:: Exercise directions ::
The answer must be every line below that holds the word "recycle".

(Collected data entries)
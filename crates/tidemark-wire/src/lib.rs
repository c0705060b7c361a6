//! Wire protocol for the Tidemark replication engine.
//!
//! Every message exchanged between replicas is a [`Message`]: a set of fixed
//! headers plus an action-specific [`MessageBody`].
//!
//! ## Primary → Secondary
//! - [`ReplicationOperationBody`] - replicate these user operations
//! - [`CopyOperationBody`] - build-stream operation for an idle secondary
//! - [`StartCopyBody`] - begin building; replication starts at this LSN
//! - [`CopyContextAckBody`] - progress of the incremental-context stream
//! - [`RequestAckBody`] - solicit an immediate acknowledgment
//! - [`InduceFaultBody`] - convince a faulted peer to recycle itself
//!
//! ## Secondary → Primary
//! - [`AckBody`] - receive/quorum progress for replication and copy
//! - [`CopyContextOperationBody`] - incremental build context
//!
//! Bodies are encoded with `postcard`; operation payload segments ride as
//! [`Bytes`] so retransmits to N peers share one allocation.

use bytes::Bytes;
use serde::{Deserialize, Serialize};
use uuid::Uuid;

use tidemark_types::{
    Epoch, IncarnationId, ReplicaId, ReplicationEndpointId, SequenceNumber,
};

// ============================================================================
// Headers
// ============================================================================

/// Identifies the sender: where acknowledgments should be addressed.
#[derive(Debug, Clone, PartialEq, Eq, Serialize, Deserialize)]
pub struct FromHeader {
    /// Transport address of the sender's replication endpoint.
    pub address: String,

    /// Unique identity of the sending replica instance.
    pub endpoint_id: ReplicationEndpointId,
}

/// Identifies the receiving actor the transport should dispatch to.
#[derive(Debug, Clone, Copy, PartialEq, Eq, Serialize, Deserialize)]
pub struct ActorHeader {
    pub endpoint_id: ReplicationEndpointId,
}

/// The action names carried on the wire.
///
/// Receivers route on this; unknown actions are dropped by the demuxer.
#[derive(Debug, Clone, Copy, PartialEq, Eq, Hash, Serialize, Deserialize)]
pub enum Action {
    ReplicationOperation,
    CopyOperation,
    CopyContextOperation,
    StartCopy,
    ReplicationAck,
    CopyContextAck,
    RequestAck,
    InduceFault,
}

impl std::fmt::Display for Action {
    fn fmt(&self, f: &mut std::fmt::Formatter<'_>) -> std::fmt::Result {
        let s = match self {
            Action::ReplicationOperation => "ReplicationOperation",
            Action::CopyOperation => "CopyOperation",
            Action::CopyContextOperation => "CopyContextOperation",
            Action::StartCopy => "StartCopy",
            Action::ReplicationAck => "ReplicationAck",
            Action::CopyContextAck => "CopyContextAck",
            Action::RequestAck => "RequestAck",
            Action::InduceFault => "InduceFault",
        };
        write!(f, "{s}")
    }
}

/// Correlates retransmissions of the same logical message.
///
/// `id` is stable across retries of one send session; `index` increments per
/// transmission so receivers can trace duplicate delivery.
#[derive(Debug, Clone, Copy, PartialEq, Eq, Serialize, Deserialize)]
pub struct MessageIdHeader {
    pub id: Uuid,
    pub index: u32,
}

impl MessageIdHeader {
    pub fn fresh() -> Self {
        Self {
            id: Uuid::new_v4(),
            index: 0,
        }
    }

    pub fn next_try(self) -> Self {
        Self {
            id: self.id,
            index: self.index + 1,
        }
    }
}

/// Length of the header prefix carried in the first body segment.
///
/// Operation headers can be large (segment-size tables for big batches);
/// rather than inflating the out-of-band headers, the sender may prepend the
/// serialized body header to the payload and record its length here.
#[derive(Debug, Clone, Copy, PartialEq, Eq, Serialize, Deserialize, Default)]
pub struct BodyPrefixHeader {
    pub prefix_len: u32,
}

// ============================================================================
// Message Envelope
// ============================================================================

/// A framed replication message.
#[derive(Debug, Clone, PartialEq, Serialize, Deserialize)]
pub struct Message {
    pub from: FromHeader,
    pub actor: ActorHeader,
    pub message_id: MessageIdHeader,
    pub body: MessageBody,
}

impl Message {
    pub fn new(
        from: FromHeader,
        actor: ReplicationEndpointId,
        message_id: MessageIdHeader,
        body: MessageBody,
    ) -> Self {
        Self {
            from,
            actor: ActorHeader { endpoint_id: actor },
            message_id,
            body,
        }
    }

    pub fn action(&self) -> Action {
        self.body.action()
    }
}

/// Action-specific payload of a [`Message`].
#[derive(Debug, Clone, PartialEq, Serialize, Deserialize)]
pub enum MessageBody {
    ReplicationOperation(ReplicationOperationBody),
    CopyOperation(CopyOperationBody),
    CopyContextOperation(CopyContextOperationBody),
    StartCopy(StartCopyBody),
    ReplicationAck(AckBody),
    CopyContextAck(CopyContextAckBody),
    RequestAck(RequestAckBody),
    InduceFault(InduceFaultBody),
}

impl MessageBody {
    pub fn action(&self) -> Action {
        match self {
            MessageBody::ReplicationOperation(_) => Action::ReplicationOperation,
            MessageBody::CopyOperation(_) => Action::CopyOperation,
            MessageBody::CopyContextOperation(_) => Action::CopyContextOperation,
            MessageBody::StartCopy(_) => Action::StartCopy,
            MessageBody::ReplicationAck(_) => Action::ReplicationAck,
            MessageBody::CopyContextAck(_) => Action::CopyContextAck,
            MessageBody::RequestAck(_) => Action::RequestAck,
            MessageBody::InduceFault(_) => Action::InduceFault,
        }
    }
}

// ============================================================================
// Operation payloads
// ============================================================================

/// Classifies an operation within its stream.
#[derive(Debug, Clone, Copy, PartialEq, Eq, Hash, Serialize, Deserialize, Default)]
pub enum OperationKind {
    /// A user operation.
    #[default]
    Normal,

    /// Synthetic terminator used to quiesce a stream.
    EndOfStream,

    /// Marks the replication start LSN during build.
    StartCopy,
}

/// Per-operation metadata replicated alongside the payload.
#[derive(Debug, Clone, Copy, PartialEq, Eq, Serialize, Deserialize)]
pub struct OperationMetadata {
    pub kind: OperationKind,
    pub sequence_number: SequenceNumber,
    /// Groups operations that commit atomically; `NON_INITIALIZED` when the
    /// operation stands alone.
    pub atomic_group_id: SequenceNumber,
}

impl OperationMetadata {
    pub fn normal(sequence_number: SequenceNumber) -> Self {
        Self {
            kind: OperationKind::Normal,
            sequence_number,
            atomic_group_id: SequenceNumber::NON_INITIALIZED,
        }
    }

    pub fn end_of_stream(sequence_number: SequenceNumber) -> Self {
        Self {
            kind: OperationKind::EndOfStream,
            sequence_number,
            atomic_group_id: SequenceNumber::NON_INITIALIZED,
        }
    }
}

/// One replication operation as carried on the wire.
#[derive(Debug, Clone, PartialEq, Serialize, Deserialize)]
pub struct WireOperation {
    pub metadata: OperationMetadata,

    /// Epoch at which the operation was originated.
    pub epoch: Epoch,

    /// Sizes of the payload segments, in order.
    pub segment_sizes: Vec<u64>,

    /// Payload segments.
    #[serde(with = "segments_serde")]
    pub segments: Vec<Bytes>,
}

impl WireOperation {
    pub fn data_size(&self) -> u64 {
        self.segment_sizes.iter().sum()
    }
}

/// Body of a `ReplicationOperation` message: a batch of operations plus the
/// primary's progress piggyback.
#[derive(Debug, Clone, PartialEq, Serialize, Deserialize)]
pub struct ReplicationOperationBody {
    pub operations: Vec<WireOperation>,

    /// Epoch of the primary sending the batch (not necessarily the epoch the
    /// operations were originated in).
    pub primary_epoch: Epoch,

    /// Primary's committed LSN at send, piggybacked so secondaries can
    /// dispatch without a separate commit message.
    pub completed_sequence_number: SequenceNumber,

    /// Set on the final message of a logical batch.
    pub last_in_batch: bool,
}

/// Body of a `CopyOperation` message.
#[derive(Debug, Clone, PartialEq, Serialize, Deserialize)]
pub struct CopyOperationBody {
    /// The idle replica being built.
    pub replica_id: ReplicaId,

    pub primary_epoch: Epoch,

    pub operation: WireOperation,

    /// Set on the final copy operation of the stream.
    pub is_last: bool,
}

/// Body of a `CopyContextOperation` message (building secondary → primary).
#[derive(Debug, Clone, PartialEq, Serialize, Deserialize)]
pub struct CopyContextOperationBody {
    pub replica_id: ReplicaId,

    pub operation: WireOperation,

    pub is_last: bool,
}

// ============================================================================
// Acknowledgments
// ============================================================================

/// Wire representation of a missing error; `0` is success.
pub type ErrorCodeValue = i32;

/// Combined replication + copy acknowledgment.
///
/// Unused copy fields are [`SequenceNumber::NON_INITIALIZED`]. `receive`
/// means the replication layer holds the operation; `quorum` means the
/// consumer applied it.
#[derive(Debug, Clone, Copy, PartialEq, Eq, Serialize, Deserialize)]
pub struct AckBody {
    pub replication_receive: SequenceNumber,
    pub replication_quorum: SequenceNumber,
    pub copy_receive: SequenceNumber,
    pub copy_quorum: SequenceNumber,
    pub error_code: ErrorCodeValue,
}

impl AckBody {
    /// Ack that carries replication progress only.
    pub fn replication(receive: SequenceNumber, quorum: SequenceNumber) -> Self {
        Self {
            replication_receive: receive,
            replication_quorum: quorum,
            copy_receive: SequenceNumber::NON_INITIALIZED,
            copy_quorum: SequenceNumber::NON_INITIALIZED,
            error_code: 0,
        }
    }

    pub fn with_copy(mut self, receive: SequenceNumber, quorum: SequenceNumber) -> Self {
        self.copy_receive = receive;
        self.copy_quorum = quorum;
        self
    }

    pub fn with_error(mut self, error_code: ErrorCodeValue) -> Self {
        self.error_code = error_code;
        self
    }

    pub fn has_copy_progress(&self) -> bool {
        self.copy_receive != SequenceNumber::NON_INITIALIZED
            || self.copy_quorum != SequenceNumber::NON_INITIALIZED
    }
}

/// Progress of the copy-context stream, sent primary → building secondary.
#[derive(Debug, Clone, Copy, PartialEq, Eq, Serialize, Deserialize)]
pub struct CopyContextAckBody {
    /// Last context LSN the primary has consumed; `NON_INITIALIZED` if none.
    pub sequence_number: SequenceNumber,

    /// Non-zero when the primary failed processing the context stream.
    pub error_code: ErrorCodeValue,
}

/// Solicits an immediate acknowledgment from the peer.
#[derive(Debug, Clone, Copy, PartialEq, Eq, Serialize, Deserialize, Default)]
pub struct RequestAckBody {}

// ============================================================================
// Control messages
// ============================================================================

/// Begin building an idle secondary.
#[derive(Debug, Clone, Copy, PartialEq, Eq, Serialize, Deserialize)]
pub struct StartCopyBody {
    /// Epoch of the building primary.
    pub epoch: Epoch,

    /// The idle replica being addressed.
    pub replica_id: ReplicaId,

    /// First LSN the secondary will receive through the replication stream;
    /// everything below it arrives through copy.
    pub replication_start_sequence: SequenceNumber,
}

/// Asks a peer the primary has given up on to recycle itself.
#[derive(Debug, Clone, PartialEq, Eq, Serialize, Deserialize)]
pub struct InduceFaultBody {
    pub target_replica_id: ReplicaId,
    pub target_incarnation: IncarnationId,
    pub reason: String,
}

// ============================================================================
// Framing
// ============================================================================

/// Failed to decode an inbound frame.
#[derive(Debug, thiserror::Error)]
#[error("malformed replication frame: {0}")]
pub struct FrameError(#[from] postcard::Error);

/// Encodes a message to its canonical wire bytes.
pub fn encode(message: &Message) -> Vec<u8> {
    postcard::to_allocvec(message).expect("message serialization cannot fail")
}

/// Decodes a message from wire bytes.
pub fn decode(frame: &[u8]) -> Result<Message, FrameError> {
    Ok(postcard::from_bytes(frame)?)
}

// Bytes segments serialize as raw byte arrays.
mod segments_serde {
    use bytes::Bytes;
    use serde::de::Deserializer;
    use serde::ser::Serializer;
    use serde::{Deserialize, Serialize};

    pub fn serialize<S: Serializer>(segments: &[Bytes], ser: S) -> Result<S::Ok, S::Error> {
        let raw: Vec<&[u8]> = segments.iter().map(|b| b.as_ref()).collect();
        raw.serialize(ser)
    }

    pub fn deserialize<'de, D: Deserializer<'de>>(de: D) -> Result<Vec<Bytes>, D::Error> {
        let raw: Vec<Vec<u8>> = Vec::deserialize(de)?;
        Ok(raw.into_iter().map(Bytes::from).collect())
    }
}

// ============================================================================
// Transport contract
// ============================================================================

/// Result of handing a message to the transport.
///
/// `Accepted` means queued for delivery, not delivered; the reliable senders
/// own end-to-end delivery through retries and acknowledgments.
#[derive(Debug, Clone, PartialEq, Eq)]
pub enum SendStatus {
    Accepted,
    Dropped(DropReason),
}

#[derive(Debug, Clone, Copy, PartialEq, Eq)]
pub enum DropReason {
    /// No resolved connection for the target address.
    Unresolved,

    /// Transport is shutting down.
    Closed,

    /// Message exceeds the transport's frame limit.
    TooLarge,

    /// Send queue full; the retry tick will try again.
    Backpressure,
}

/// Best-effort datagram transport between replication endpoints.
///
/// Delivery is reliable per-connection but unreliable across reconnects; the
/// replication protocols tolerate duplicates, reorder across sessions, and
/// loss. Implementations multiplex connections across partitions and
/// dispatch inbound messages by [`ActorHeader`].
pub trait ReplicationTransport {
    /// Sends `message` toward `target_address`. Must not block.
    fn send(&self, target_address: &str, message: Message) -> SendStatus;

    /// Largest frame the transport will accept, in bytes.
    fn max_message_size(&self) -> u64;
}

// ============================================================================
// Tests
// ============================================================================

:: Finished exercise ::
//! - [`InduceFaultBody`] - convince a faulted peer to recycle itself
/// Asks a peer the primary has given up on to recycle itself.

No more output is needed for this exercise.